Now in its third season, the Austin Baroque Orchestra and Coro Settecento are a Central Texas-based orchestra and chorus dedicated to presenting historically informed performances of musical works from the 17th and 18th centuries.
Each season features a series of four concerts which can vary from a cappella Renaissance motets to large-scale Baroque cantatas, and from Classical-era chamber music to larger orchestral works. Preceding each concert is an informal talk about the music led by founder and artistic director, Billy Traylor.
North and South
November 16 & 17
One of the tools used by the Spanish in their effort to convert the indigenous peoples of the New World to Christianity was music.

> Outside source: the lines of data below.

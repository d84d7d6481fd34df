// SPDX-License-Identifier: MPL-2.0
//! User preferences stored in `settings.toml`.
//!
//! ```toml
//! [general]
//! language = "zh-CN"      # omitted until the user picks one
//! theme_mode = "system"   # light | dark | system
//!
//! [wizard]
//! allow_skip_required = true
//! autosave_draft = true
//! ```
//!
//! Missing sections and keys take their defaults from [`defaults`]. A file
//! that cannot be parsed is never fatal: the application starts with
//! [`Config::default`] and tells the user their settings were reset.

pub mod defaults;

pub use defaults::*;

use crate::app::paths;
use crate::error::Result;
use crate::ui::theming::ThemeMode;
use serde::{Deserialize, Serialize};
use std::fs;
use std::path::{Path, PathBuf};

const CONFIG_FILE: &str = "settings.toml";

/// i18n key of the toast shown when `settings.toml` is unreadable.
pub const LOAD_WARNING_KEY: &str = "notification-config-load-error";

#[derive(Debug, Clone, Serialize, Deserialize, PartialEq, Default)]
pub struct GeneralConfig {
    /// Locale chosen in the settings screen, e.g. `en-US` or `zh-CN`.
    #[serde(default, skip_serializing_if = "Option::is_none")]
    pub language: Option<String>,

    #[serde(default)]
    pub theme_mode: ThemeMode,
}

/// How the questionnaire treats incomplete stages and unsaved answers.
#[derive(Debug, Clone, Serialize, Deserialize, PartialEq)]
#[serde(default)]
pub struct WizardConfig {
    /// Offer "Continue anyway" when required questions are unanswered.
    pub allow_skip_required: bool,
    /// Persist in-progress answers so they survive a restart.
    pub autosave_draft: bool,
}

impl Default for WizardConfig {
    fn default() -> Self {
        Self {
            allow_skip_required: DEFAULT_ALLOW_SKIP_REQUIRED,
            autosave_draft: DEFAULT_AUTOSAVE_DRAFT,
        }
    }
}

#[derive(Debug, Clone, Serialize, Deserialize, PartialEq, Default)]
pub struct Config {
    #[serde(default)]
    pub general: GeneralConfig,
    #[serde(default)]
    pub wizard: WizardConfig,
}

fn settings_file(base_dir: Option<PathBuf>) -> Option<PathBuf> {
    paths::get_app_config_dir_with_override(base_dir).map(|dir| dir.join(CONFIG_FILE))
}

/// Loads preferences from `base_dir` (or the resolved config directory).
///
/// Returns the config plus, when the file existed but could not be read, the
/// i18n key of a warning for the user. A missing file is silent.
pub fn load_with_override(base_dir: Option<PathBuf>) -> (Config, Option<String>) {
    let Some(path) = settings_file(base_dir).filter(|path| path.exists()) else {
        return (Config::default(), None);
    };

    match load_from_path(&path) {
        Ok(config) => (config, None),
        Err(err) => {
            tracing::warn!(path = %path.display(), error = %err, "settings unreadable, using defaults");
            (Config::default(), Some(LOAD_WARNING_KEY.to_string()))
        }
    }
}

pub fn load_from_path(path: &Path) -> Result<Config> {
    let raw = fs::read_to_string(path)?;
    Ok(toml::from_str(&raw)?)
}

/// Writes preferences into `base_dir` (or the resolved config directory).
///
/// Does nothing when no config directory can be determined.
pub fn save_with_override(config: &Config, base_dir: Option<PathBuf>) -> Result<()> {
    match settings_file(base_dir) {
        Some(path) => save_to_path(config, &path),
        None => {
            tracing::debug!("no config directory available, preferences not saved");
            Ok(())
        }
    }
}

/// Writes preferences to `path`, creating missing parent directories.
pub fn save_to_path(config: &Config, path: &Path) -> Result<()> {
    if let Some(parent) = path.parent() {
        fs::create_dir_all(parent)?;
    }
    fs::write(path, toml::to_string_pretty(config)?)?;
    Ok(())
}

#[cfg(test)]
mod tests {
    use super::*;
    use crate::error::Error;
    use tempfile::tempdir;

    #[test]
    fn preferences_survive_save_and_reload() {
        let config = Config {
            general: GeneralConfig {
                language: Some("zh-CN".to_string()),
                theme_mode: ThemeMode::Light,
            },
            wizard: WizardConfig {
                allow_skip_required: false,
                autosave_draft: false,
            },
        };
        let dir = tempdir().expect("failed to create temp dir");
        let path = dir.path().join("nested").join(CONFIG_FILE);

        save_to_path(&config, &path).expect("failed to save config");
        assert_eq!(load_from_path(&path).expect("failed to load config"), config);
    }

    #[test]
    fn malformed_file_is_a_config_error() {
        let dir = tempdir().expect("failed to create temp dir");
        let path = dir.path().join(CONFIG_FILE);
        fs::write(&path, "not = valid = toml").expect("failed to write file");

        assert!(matches!(load_from_path(&path), Err(Error::Config(_))));
    }

    #[test]
    fn malformed_file_falls_back_with_warning() {
        let dir = tempdir().expect("failed to create temp dir");
        fs::write(dir.path().join(CONFIG_FILE), "[general\nbroken").expect("failed to write file");

        let (config, warning) = load_with_override(Some(dir.path().to_path_buf()));
        assert_eq!(config, Config::default());
        assert_eq!(warning.as_deref(), Some(LOAD_WARNING_KEY));
    }

    #[test]
    fn missing_file_loads_defaults_silently() {
        let dir = tempdir().expect("failed to create temp dir");
        let (config, warning) = load_with_override(Some(dir.path().to_path_buf()));
        assert_eq!(config, Config::default());
        assert!(warning.is_none());
    }

    #[test]
    fn partial_file_fills_in_defaults() {
        let config: Config = toml::from_str("[general]\nlanguage = \"en-US\"\n\n[wizard]\nautosave_draft = false\n")
            .expect("partial config should parse");
        assert_eq!(config.general.theme_mode, ThemeMode::System);
        assert_eq!(config.wizard.allow_skip_required, DEFAULT_ALLOW_SKIP_REQUIRED);
        assert!(!config.wizard.autosave_draft);
    }

    #[test]
    fn save_with_override_creates_settings_file() {
        let dir = tempdir().expect("failed to create temp dir");
        save_with_override(&Config::default(), Some(dir.path().to_path_buf()))
            .expect("save should succeed");
        assert!(dir.path().join(CONFIG_FILE).exists());
    }
}
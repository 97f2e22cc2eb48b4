//! Show command

use super::StoreArgs;
use clap::Args;
use difflog_core::DiffLog;
use difflog_store::open_from_config;

#[derive(Debug, Args)]
pub struct ShowArgs {
    #[command(flatten)]
    pub store: StoreArgs,

    /// Entity kind
    #[arg(long)]
    pub kind: String,

    /// Entity identifier
    #[arg(long)]
    pub id: String,

    /// Include diffs related through the relation index
    #[arg(long, conflicts_with = "last")]
    pub all: bool,

    /// Only the newest N diffs
    #[arg(long)]
    pub last: Option<usize>,
}

/// Prints one JSON object per diff, oldest first.
pub fn execute(args: ShowArgs) -> Result<(), Box<dyn std::error::Error>> {
    let config = args.store.resolve()?;
    let backends = open_from_config(&config)?;

    let mut log = DiffLog::new(args.kind, backends.store, &config);
    if let Some(index) = backends.index {
        log = log.with_index(index);
    }

    let diffs = if args.all {
        log.get_all_for_entity(&args.id)?
    } else if let Some(n) = args.last {
        log.get_last(&args.id, n)?
    } else {
        log.get_for_entity(&args.id)?
    };

    for diff in &diffs {
        println!("{}", serde_json::to_string(diff)?);
    }
    Ok(())
}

Discovering that many of the cultures they encountered possessed an uncanny gift for music, the missionaries used this innate talent to their advantage in their conversion, and in the process, they created an enormous corpus of sacred works. The music produced in Spain’s colonies in the New World was just as ornate, complex, and beautiful as anything found in Europe, and this music is only recently being rediscovered and given the attention it deserves.

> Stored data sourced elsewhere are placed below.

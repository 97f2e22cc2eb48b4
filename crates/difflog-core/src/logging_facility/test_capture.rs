//! In-memory event capture for logging assertions in tests

use crate::schema::{FIELD_COMPONENT, FIELD_EVENT, FIELD_KEY, FIELD_OP};
use std::collections::BTreeMap;
use std::fmt;
use std::sync::{Arc, Mutex, OnceLock};
use tracing::field::{Field, Visit};
use tracing::{Event, Level, Subscriber};
use tracing_subscriber::layer::{Context, SubscriberExt};
use tracing_subscriber::util::SubscriberInitExt;
use tracing_subscriber::Layer;

/// One recorded event, with every field rendered as text
#[derive(Clone, Debug)]
pub struct CapturedEvent {
    pub level: Level,
    pub target: String,
    pub fields: BTreeMap<String, String>,
}

impl CapturedEvent {
    pub fn field(&self, name: &str) -> Option<&str> {
        self.fields.get(name).map(String::as_str)
    }

    pub fn component(&self) -> Option<&str> {
        self.field(FIELD_COMPONENT)
    }

    pub fn op(&self) -> Option<&str> {
        self.field(FIELD_OP)
    }

    pub fn event(&self) -> Option<&str> {
        self.field(FIELD_EVENT)
    }

    pub fn key(&self) -> Option<&str> {
        self.field(FIELD_KEY)
    }

    /// True for the `event` boundary of operation `op`
    pub fn is(&self, op: &str, event: &str) -> bool {
        self.op() == Some(op) && self.event() == Some(event)
    }
}

struct FieldRecorder<'a>(&'a mut BTreeMap<String, String>);

impl Visit for FieldRecorder<'_> {
    fn record_str(&mut self, field: &Field, value: &str) {
        self.0.insert(field.name().to_string(), value.to_string());
    }

    fn record_debug(&mut self, field: &Field, value: &dyn fmt::Debug) {
        self.0.insert(field.name().to_string(), format!("{:?}", value));
    }
}

type Sink = Arc<Mutex<Vec<CapturedEvent>>>;

/// Layer appending every event to a shared sink
pub struct CaptureLayer {
    sink: Sink,
}

impl<S: Subscriber> Layer<S> for CaptureLayer {
    fn on_event(&self, event: &Event<'_>, _ctx: Context<'_, S>) {
        let mut fields = BTreeMap::new();
        event.record(&mut FieldRecorder(&mut fields));
        let captured = CapturedEvent {
            level: *event.metadata().level(),
            target: event.metadata().target().to_string(),
            fields,
        };
        if let Ok(mut events) = self.sink.lock() {
            events.push(captured);
        }
    }
}

/// Read side of the capture sink
#[derive(Clone)]
pub struct TestCapture {
    sink: Sink,
}

impl TestCapture {
    /// A detached layer/handle pair, for installing on a scoped subscriber
    pub fn detached() -> (CaptureLayer, TestCapture) {
        let sink = Sink::default();
        (CaptureLayer { sink: sink.clone() }, TestCapture { sink })
    }

    pub fn events(&self) -> Vec<CapturedEvent> {
        self.sink.lock().map(|e| e.clone()).unwrap_or_default()
    }

    pub fn matching<F>(&self, predicate: F) -> Vec<CapturedEvent>
    where
        F: Fn(&CapturedEvent) -> bool,
    {
        self.events().into_iter().filter(|e| predicate(e)).collect()
    }

    pub fn count_events<F>(&self, predicate: F) -> usize
    where
        F: Fn(&CapturedEvent) -> bool,
    {
        self.matching(predicate).len()
    }

    /// Events that name store key `key`
    pub fn for_key(&self, key: &str) -> Vec<CapturedEvent> {
        self.matching(|e| e.key() == Some(key))
    }

    /// # Panics
    ///
    /// Panics if no `event` boundary was recorded for `op`
    pub fn assert_event_exists(&self, op: &str, event: &str) {
        let events = self.events();
        assert!(
            events.iter().any(|e| e.is(op, event)),
            "no {}/{} event among {} captured",
            op,
            event,
            events.len()
        );
    }

    pub fn clear(&self) {
        if let Ok(mut events) = self.sink.lock() {
            events.clear();
        }
    }
}

static GLOBAL_CAPTURE: OnceLock<TestCapture> = OnceLock::new();

/// Install a capture layer as the global subscriber and return its handle.
///
/// Only the first call installs; every test in a binary shares the sink, so
/// assertions should filter on something unique to the test (op or key).
///
/// ```
/// use difflog_core::logging_facility::test_capture::init_test_capture;
/// use difflog_core::log_op_start;
///
/// let capture = init_test_capture();
/// log_op_start!("doc_capture_op");
/// capture.assert_event_exists("doc_capture_op", "start");
/// ```
pub fn init_test_capture() -> TestCapture {
    GLOBAL_CAPTURE
        .get_or_init(|| {
            let (layer, capture) = TestCapture::detached();
            tracing_subscriber::registry().with(layer).init();
            capture
        })
        .clone()
}
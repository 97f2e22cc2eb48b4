//! Prune command

use super::StoreArgs;
use chrono::Utc;
use clap::Args;
use difflog_core::pruner::min_age_timestamp;
use difflog_core::{KeyOutcome, PruneReport, Pruner};
use difflog_store::open_from_config;

#[derive(Debug, Args)]
pub struct PruneArgs {
    #[command(flatten)]
    pub store: StoreArgs,

    /// Retention age in seconds (overrides the configured value)
    #[arg(long)]
    pub max_element_age: Option<u64>,
}

/// Per-key failures are reported on stderr and do not fail the command.
/// An interrupted pass prints the keys it got through, then fails.
pub fn execute(args: PruneArgs) -> Result<(), Box<dyn std::error::Error>> {
    let mut config = args.store.resolve()?;
    if let Some(age) = args.max_element_age {
        config.max_element_age = age;
        config.validate()?;
    }

    let backends = open_from_config(&config)?;
    let mut pruner = Pruner::new(backends.store, config.key_prefix.clone());
    if let Some(index) = backends.index {
        pruner = pruner.with_index(index);
    }

    let now = Utc::now();
    println!(
        "Minimum age: {}",
        min_age_timestamp(now, config.max_element_age)
    );

    match pruner.prune_at(now, config.max_element_age) {
        Ok(report) => {
            print_outcomes(&report);
            Ok(())
        }
        Err(interrupted) => {
            print_outcomes(&interrupted.partial);
            Err(Box::new(interrupted))
        }
    }
}

fn print_outcomes(report: &PruneReport) {
    for outcome in &report.outcomes {
        match outcome {
            KeyOutcome::Pruned { key, removed } => {
                println!("{} elements removed from {}", removed, key)
            }
            KeyOutcome::Skipped { key } => println!("skipping key: {}", key),
            KeyOutcome::Failed { key, error } => {
                eprintln!("Pruning key \"{}\" failed: \"{}\"", key, error)
            }
        }
    }
}
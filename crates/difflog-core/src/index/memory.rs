use super::{IndexEntry, RelationIndex};
use crate::entity::EntityRef;
use crate::errors::{lock_poisoned, Result};
use std::sync::Mutex;

#[derive(Debug, Default)]
struct Inner {
    // (entry, recording sequence)
    rows: Vec<(IndexEntry, u64)>,
    next_seq: u64,
}

/// Relation index held in process memory
#[derive(Debug, Default)]
pub struct MemoryIndex {
    inner: Mutex<Inner>,
}

impl MemoryIndex {
    pub fn new() -> Self {
        Self::default()
    }
}

impl RelationIndex for MemoryIndex {
    fn record(&self, entry: &IndexEntry) -> Result<()> {
        let mut inner = self.inner.lock().map_err(|_| lock_poisoned("index_record"))?;
        let seq = inner.next_seq;
        inner.next_seq += 1;

        inner
            .rows
            .retain(|(row, _)| !(row.subject == entry.subject && row.member == entry.member));
        inner.rows.push((entry.clone(), seq));
        Ok(())
    }

    fn related(&self, entity: &EntityRef) -> Result<Vec<IndexEntry>> {
        let inner = self.inner.lock().map_err(|_| lock_poisoned("index_related"))?;
        let mut rows: Vec<&(IndexEntry, u64)> = inner
            .rows
            .iter()
            .filter(|(row, _)| &row.subject == entity || &row.trigger == entity)
            .collect();
        rows.sort_by(|a, b| a.0.score.total_cmp(&b.0.score).then(a.1.cmp(&b.1)));
        Ok(rows.into_iter().map(|(row, _)| row.clone()).collect())
    }

    fn remove_scored_below(&self, max_score: f64) -> Result<u64> {
        let mut inner = self
            .inner
            .lock()
            .map_err(|_| lock_poisoned("index_remove_scored_below"))?;
        let before = inner.rows.len();
        inner
            .rows
            .retain(|(row, _)| !(row.score >= 0.0 && row.score <= max_score));
        Ok((before - inner.rows.len()) as u64)
    }
}

#[cfg(test)]
mod tests {
    use super::*;

    fn entry(subject: &str, trigger: &str, member: &str, score: f64) -> IndexEntry {
        IndexEntry {
            subject: EntityRef::new("widget", subject),
            trigger: EntityRef::new("widget", trigger),
            member: member.as_bytes().to_vec(),
            score,
        }
    }

    #[test]
    fn test_related_covers_subject_and_trigger() {
        let index = MemoryIndex::new();
        index.record(&entry("p", "p", "own", 1.0)).unwrap();
        index.record(&entry("p", "c", "from-child", 2.0)).unwrap();
        index.record(&entry("x", "x", "unrelated", 3.0)).unwrap();

        let parent = index.related(&EntityRef::new("widget", "p")).unwrap();
        assert_eq!(parent.len(), 2);
        assert_eq!(parent[0].member, b"own");

        let child = index.related(&EntityRef::new("widget", "c")).unwrap();
        assert_eq!(child.len(), 1);
        assert_eq!(child[0].member, b"from-child");
    }

    #[test]
    fn test_record_is_idempotent_on_subject_and_member() {
        let index = MemoryIndex::new();
        index.record(&entry("p", "p", "same", 1.0)).unwrap();
        index.record(&entry("p", "p", "same", 9.0)).unwrap();

        let rows = index.related(&EntityRef::new("widget", "p")).unwrap();
        assert_eq!(rows.len(), 1);
        assert_eq!(rows[0].score, 9.0);
    }

    #[test]
    fn test_remove_scored_below_is_inclusive() {
        let index = MemoryIndex::new();
        index.record(&entry("p", "p", "old", 1.0)).unwrap();
        index.record(&entry("p", "p", "edge", 5.0)).unwrap();
        index.record(&entry("q", "q", "new", 6.0)).unwrap();

        assert_eq!(index.remove_scored_below(5.0).unwrap(), 2);
        assert!(index.related(&EntityRef::new("widget", "p")).unwrap().is_empty());
        assert_eq!(
            index.related(&EntityRef::new("widget", "q")).unwrap().len(),
            1
        );
    }
}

Along with music by Zipoli, Padilla, Herrando, Billoni, and the ever-popular Anonymous, we’ll perform Ignacio de Jerúsalem’s Matins for Our Lady, the Virgin of Guadalupe, an unjustly neglected work that is one of the largest and most beautiful settings of the morning prayer service to be produced in baroque Latin America.
You’ve heard of Papa Haydn, the first name in the Classic-era "Holy Trinity" (the other two being Mozart and Beethoven), but did you know he had a little brother? Michael Haydn, a Kapellmeister in Mozart's hometown of Salzburg, had a unique musical voice, despite some similarities to that of his better-known sibling. In fact, the elder Haydn found the sacred works produced by his brother for Salzburg's churches to be superior to his own, owing to their more intimate, devotional quality. The tough-to-impress Mozart, too, praised his talents.

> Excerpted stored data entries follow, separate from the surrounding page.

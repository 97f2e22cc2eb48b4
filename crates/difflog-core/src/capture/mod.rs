//! Change-capture boundary
//!
//! The host application owns its entities and its transactions. A tracked
//! entity type implements [`Tracked`]; the host brackets each mutation with
//! [`ChangeCapture::before_mutation`] and [`ChangeCapture::after_mutation`],
//! and the capture decides whether anything changed, builds the payload,
//! resolves the subject, and hands the write to the commit hook.

mod commit;
mod registry;

pub use commit::{CommitHook, CommitJob, DeferredCommit, Immediate};
pub use registry::Registry;

use crate::config::DiffsConfig;
use crate::entity::EntityRef;
use crate::errors::Result;
use crate::manager::{DiffLog, NewDiff};
use crate::record::now_timestamp;
use serde_json::{json, Map, Value};
use std::collections::BTreeMap;
use std::sync::Arc;

/// Capabilities a tracked entity type supplies at registration
pub trait Tracked {
    /// Kind name; selects the log key namespace
    fn kind(&self) -> &str;

    fn id(&self) -> String;

    /// Current value of every tracked field
    fn fields(&self) -> BTreeMap<String, Value>;

    /// Entity to file diffs under instead of this one
    fn diff_subject(&self) -> Option<EntityRef> {
        None
    }

    /// Payload for a diff touching `changed` fields
    ///
    /// Returning `Value::Null` records nothing for this mutation.
    fn encode_payload(&self, changed: &[String]) -> Value {
        let fields = self.fields();
        let changed: Map<String, Value> = changed
            .iter()
            .filter_map(|name| fields.get(name).map(|v| (name.clone(), v.clone())))
            .collect();
        json!({
            "kind": self.kind(),
            "id": self.id(),
            "fields": changed,
        })
    }
}

/// Field values observed before a mutation
#[derive(Debug, Clone, Default, PartialEq)]
pub struct SnapshotToken {
    before: Option<BTreeMap<String, Value>>,
}

impl SnapshotToken {
    /// Token for an entity that has never been persisted
    pub fn fresh() -> Self {
        Self { before: None }
    }

    /// Names of fields whose value differs from the snapshot
    ///
    /// Every field counts as changed for a fresh token.
    pub fn changed_fields(&self, current: &BTreeMap<String, Value>) -> Vec<String> {
        match &self.before {
            None => current.keys().cloned().collect(),
            Some(before) => current
                .iter()
                .filter(|(name, value)| before.get(*name) != Some(*value))
                .map(|(name, _)| name.clone())
                .collect(),
        }
    }
}

/// Two-phase mutation hook feeding one diff log
#[derive(Clone)]
pub struct ChangeCapture {
    log: DiffLog,
    commit: Arc<dyn CommitHook>,
}

impl ChangeCapture {
    /// Capture that writes immediately
    pub fn new(log: DiffLog) -> Self {
        Self {
            log,
            commit: Arc::new(Immediate),
        }
    }

    /// Use `unit_of_work` when transactions are enabled, else write immediately
    pub fn from_config(
        log: DiffLog,
        config: &DiffsConfig,
        unit_of_work: Option<Arc<dyn CommitHook>>,
    ) -> Self {
        match unit_of_work {
            Some(hook) if config.use_transactions => Self { log, commit: hook },
            _ => Self::new(log),
        }
    }

    pub fn with_commit_hook(mut self, commit: Arc<dyn CommitHook>) -> Self {
        self.commit = commit;
        self
    }

    pub fn log(&self) -> &DiffLog {
        &self.log
    }

    pub fn before_mutation<T: Tracked + ?Sized>(&self, entity: &T) -> SnapshotToken {
        SnapshotToken {
            before: Some(entity.fields()),
        }
    }

    /// Schedule a diff for the mutation bracketed by `token`.
    ///
    /// Returns `false` without touching the log when nothing changed and
    /// the entity was not just created, or when the entity encodes a null
    /// payload.
    pub fn after_mutation<T: Tracked + ?Sized>(
        &self,
        entity: &T,
        token: SnapshotToken,
        created: bool,
    ) -> Result<bool> {
        let changed = token.changed_fields(&entity.fields());
        if changed.is_empty() && !created {
            return Ok(false);
        }

        let payload = entity.encode_payload(&changed);
        if payload.is_null() {
            return Ok(false);
        }

        let trigger = EntityRef::new(entity.kind(), entity.id());
        let subject = entity.diff_subject().unwrap_or_else(|| trigger.clone());
        let diff = NewDiff {
            payload,
            created,
            trigger,
            subject,
            timestamp: Some(now_timestamp()),
        };
        tracing::debug!(
            trigger = %diff.trigger,
            subject = %diff.subject,
            changed = changed.len(),
            "captured change"
        );

        let log = self.log.clone();
        self.commit
            .run_after_commit(Box::new(move || log.create_for(diff).map(|_| ())))?;
        Ok(true)
    }
}

impl std::fmt::Debug for ChangeCapture {
    fn fmt(&self, f: &mut std::fmt::Formatter<'_>) -> std::fmt::Result {
        f.debug_struct("ChangeCapture")
            .field("log", &self.log)
            .finish_non_exhaustive()
    }
}
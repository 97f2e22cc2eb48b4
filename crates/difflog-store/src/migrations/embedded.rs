//! SQL migrations compiled into the binary, in application order

pub struct Migration {
    pub id: &'static str,
    pub sql: &'static str,
}

pub const MIGRATIONS: &[Migration] = &[
    Migration {
        id: "001_time_series",
        sql: include_str!("../../migrations/001_time_series.sql"),
    },
    Migration {
        id: "002_relation_index",
        sql: include_str!("../../migrations/002_relation_index.sql"),
    },
];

Along with excerpts from Michael Haydn’s beautiful Responsories for Holy Week, we’ll play (among other works) Joseph Haydn’s “Alleluia” Symphony (no. 30 in C major), the none-too-often-performed Nicolaimesse, and will feature organist Steve Wiberg on the charming Organ Concerto in D major, all using replicas of Classic-era instruments. As you experience the wit, humor, and emotional depth of Haydn's music, the reason for the profound influence he exacted upon his contemporaries will become clear, demonstrating why at the time of his death he was one of the most revered of European composers.